Tyranny of the Status Quo

In order to decrease the size of government and the State, it’s helpful to understand what makes them grow larger in the first place. Robert Higgs calls our attention to this important question in Crisis and Leviathan, in which he reviews the main explanations such as the impact of interest groups and focuses our attention on the roles of crises and ideology. I’ve stressed that over long periods of time people tend to follow out the fundamental rules of the game. If these allow gains through the State, then sooner or later, political entrepreneurs will discover and invent ways to capture such gains.

Here I consider a related process called the "tyranny of the status quo," which is a tendency for certain situations to stay the same, as they are, and not revert to what they were before. The present rules over the past and the future. We tend to stick and be stuck in our current rut.

Milton Friedman popularized this idea regarding the permanence of government programs. For example, once Medicare is enacted, getting rid of it is well-nigh impossible. It becomes accepted and part of the status quo. The tyranny of the status quo helps government grow.

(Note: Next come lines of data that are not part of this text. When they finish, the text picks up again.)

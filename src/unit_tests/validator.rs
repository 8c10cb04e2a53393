// Copyright 2022 VMware, Inc.
// SPDX-License-Identifier: MIT
use crate::crds::*;
use crate::habitat_controller::validator::*;
use crate::unit_tests::fixtures::*;

fn invalid_field(sg: &ServiceGroup) -> String {
    validate_service_group(sg).unwrap_err().field
}

#[test]
pub fn test_valid_service_group() {
    println!("Testing valid service group...");
    let mut sg = make_service_group("web", 3, "core/nginx");
    assert_eq!(validate_service_group(&sg), Ok(()));

    sg.spec.habitat = HabitatSpec {
        group: Some("blue".to_string()),
        bind: Some(vec![Bind {
            name: "db".to_string(),
            service: "redis".to_string(),
            group: "default".to_string(),
        }]),
        config_secret_name: Some("web-user-toml".to_string()),
    };
    assert_eq!(validate_service_group(&sg), Ok(()));
}

#[test]
pub fn test_count() {
    println!("Testing count...");
    let sg = make_service_group("web", 0, "core/nginx");
    let err = validate_service_group(&sg).unwrap_err();
    assert_eq!(err.field, "spec.count");
    assert_eq!(err.to_string(), "Invalid 'spec.count': must be at least 1, got 0");
    assert_eq!(invalid_field(&make_service_group("web", -2, "core/nginx")), "spec.count");
}

#[test]
pub fn test_image() {
    println!("Testing image...");
    assert_eq!(invalid_field(&make_service_group("web", 1, "")), "spec.image");
    assert_eq!(invalid_field(&make_service_group("web", 1, "  ")), "spec.image");
}

#[test]
pub fn test_name() {
    println!("Testing name...");
    let mut sg = make_service_group("web", 1, "core/nginx");
    sg.metadata.name = None;
    assert_eq!(invalid_field(&sg), "metadata.name");

    let too_long = "a".repeat(64);
    for name in ["Web", "web_1", "-web", "web-", too_long.as_str()] {
        assert_eq!(invalid_field(&make_service_group(name, 1, "core/nginx")), "metadata.name");
    }
    assert_eq!(validate_name(Some(&"a".repeat(63))), Ok(()));
}

#[test]
pub fn test_habitat() {
    println!("Testing habitat...");
    let mut sg = make_service_group("web", 1, "core/nginx");
    sg.spec.habitat.group = Some(String::new());
    assert_eq!(validate_service_group(&sg), Ok(()));

    sg.spec.habitat.group = Some("Blue".to_string());
    assert_eq!(invalid_field(&sg), "spec.habitat.group");

    sg.spec.habitat.group = None;
    sg.spec.habitat.config_secret_name = Some(String::new());
    assert_eq!(invalid_field(&sg), "spec.habitat.configSecretName");
}

#[test]
pub fn test_bind() {
    println!("Testing bind...");
    let mut sg = make_service_group("web", 1, "core/nginx");
    sg.spec.habitat.bind = Some(vec![
        Bind {
            name: "db".to_string(),
            service: "redis".to_string(),
            group: "default".to_string(),
        },
        Bind {
            name: "cache".to_string(),
            service: String::new(),
            group: "default".to_string(),
        },
    ]);
    assert_eq!(invalid_field(&sg), "spec.habitat.bind[1].service");
}

#[test]
pub fn test_first_failure_is_reported() {
    println!("Testing first failure is reported...");
    // Both count and image are invalid; count is checked first.
    assert_eq!(invalid_field(&make_service_group("web", 0, "")), "spec.count");
}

While this is true, the status quo changes whenever any program, such as Medicare, is enacted. The tyranny of the status quo is not the whole story of why we have big government.

Existing conditions change, and so far in America they have usually changed in one direction since the Revolution. Governments tend to grow and States tend to gain power. This goes on until the system collapses through a revolution of some sort. At that point we need other models to describe why and when breakdowns occur and what happens thereafter.

This growth process is like that of the U.S. stock market. It too tends to stay at a given price level until it is perturbed. It too has a long-term upward trend with occasional overshooting and some backsliding every now and then. The stock market is fairly well-described statistically as a random walk with upward trend and some mean reversion. This means that in stock markets everywhere, today’s stock price is about as good a predictor as a nave person can make of tomorrow’s stock price. This means that here too there is tyranny of the status quo. On a daily basis, the long-term upward trend is barely noticeable. But over time the trend, which helps provide a return to the investor, is noticeable and dominates. It is like the upward trend in government. In stock markets too, there are occasional revolutions. These are instances in which entire stock markets disappear, usually because entire economies break down.

Enter Robert Higgs and others who wonder how and why this growth of the State occurs. There are several complementary explanations that describe the how of the process, even if they do not always get at the why of it. This growth is difficult to explain in detail, but less difficult in general form. In this respect the problem resembles that of understanding the specific ups and downs of the stock market. Even after they have happened, no one ever knows why they happened although they pretend to. However, the long-term growth mirrors that of the underlying economy.

We can’t understand the stock market in detail because its total action aggregates billions or trillions of bits of information that no one is privy to. Similarly, the "macro" changes in our political system result from many individual "micro" decisions that we can never fully fathom. With due regard for the clan of conspiracy theorists who regularly regale me with the notion that there exists some group who for a hundred years has planned and plotted the political situation we are in with some aim in mind, which is either world government, barbarism, feudalism, or Armageddon (take your pick), I do believe that minds have been at work but in a far more complex mosaic of typically uncoordinated aims and actions than we or any historians will ever figure out. Some of what has happened we can understand, but there are inherent limits to the knowledge we can attain.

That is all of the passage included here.